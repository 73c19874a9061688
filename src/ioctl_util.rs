// SPDX-License-Identifier: GPL-3.0-only

//! Shared ioctl-number encoding used by the media-controller and V4L2 raw
//! ioctl modules, avoiding duplicating the same `_IOC`-style arithmetic in
//! both `media_graph.rs` and `sensor.rs`.
//!
//! The kernel defines ioctl numbers via the `_IO`/`_IOR`/`_IOW`/`_IOWR`
//! macros in `include/uapi/asm-generic/ioctl.h`. We replicate that encoding
//! here instead of hand-copying hex literals, so each ioctl's type and
//! payload size stay visible at the call site.

const IOC_NONE: u32 = 0;
const IOC_WRITE: u32 = 1;
const IOC_READ: u32 = 2;

const IOC_NRBITS: u32 = 8;
const IOC_TYPEBITS: u32 = 8;
const IOC_SIZEBITS: u32 = 14;

const IOC_NRSHIFT: u32 = 0;
const IOC_TYPESHIFT: u32 = IOC_NRSHIFT + IOC_NRBITS;
const IOC_SIZESHIFT: u32 = IOC_TYPESHIFT + IOC_TYPEBITS;
const IOC_DIRSHIFT: u32 = IOC_SIZESHIFT + IOC_SIZEBITS;

const fn ioc(dir: u32, ty: u8, nr: u8, size: usize) -> libc::c_ulong {
    ((dir << IOC_DIRSHIFT)
        | ((ty as u32) << IOC_TYPESHIFT)
        | ((nr as u32) << IOC_NRSHIFT)
        | ((size as u32) << IOC_SIZESHIFT)) as libc::c_ulong
}

pub const fn io(ty: u8, nr: u8) -> libc::c_ulong {
    ioc(IOC_NONE, ty, nr, 0)
}

pub const fn ior<T>(ty: u8, nr: u8) -> libc::c_ulong {
    ioc(IOC_READ, ty, nr, std::mem::size_of::<T>())
}

pub const fn iow<T>(ty: u8, nr: u8) -> libc::c_ulong {
    ioc(IOC_WRITE, ty, nr, std::mem::size_of::<T>())
}

pub const fn iowr<T>(ty: u8, nr: u8) -> libc::c_ulong {
    ioc(IOC_READ | IOC_WRITE, ty, nr, std::mem::size_of::<T>())
}

/// Retry an ioctl-issuing closure on `EINTR`, matching the retry discipline
/// required of `set_control`/`get_control` in 4.B.
pub fn retry_eintr<F>(mut f: F) -> libc::c_int
where
    F: FnMut() -> libc::c_int,
{
    loop {
        let rc = f();
        if rc >= 0 {
            return rc;
        }
        if std::io::Error::last_os_error().raw_os_error() == Some(libc::EINTR) {
            continue;
        }
        return rc;
    }
}

#[cfg(test)]
mod tests {
    use super::*;

    #[repr(C)]
    struct Probe {
        _a: u32,
        _b: [u8; 100],
    }

    #[test]
    fn querycap_matches_known_literal() {
        // VIDIOC_QUERYCAP = _IOR('V', 0, struct v4l2_capability), capability
        // struct is 104 bytes; the teacher's v4l2_utils.rs hardcodes this as
        // 0x80685600.
        #[repr(C)]
        struct V4l2Capability {
            driver: [u8; 16],
            card: [u8; 32],
            bus_info: [u8; 32],
            version: u32,
            capabilities: u32,
            device_caps: u32,
            reserved: [u32; 3],
        }
        assert_eq!(ior::<V4l2Capability>(b'V', 0), 0x80685600);
    }

    #[test]
    fn dir_and_size_bits_are_disjoint() {
        let a = ior::<Probe>(b'|', 0x00);
        let b = iow::<Probe>(b'|', 0x00);
        assert_ne!(a, b);
    }
}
------------------------------------------------
### THE PROBLEM:
Check the data line by line and report how many lines contain "Probe" as a word or string, giving nothing besides the number.

### TASK SOLUTION:
3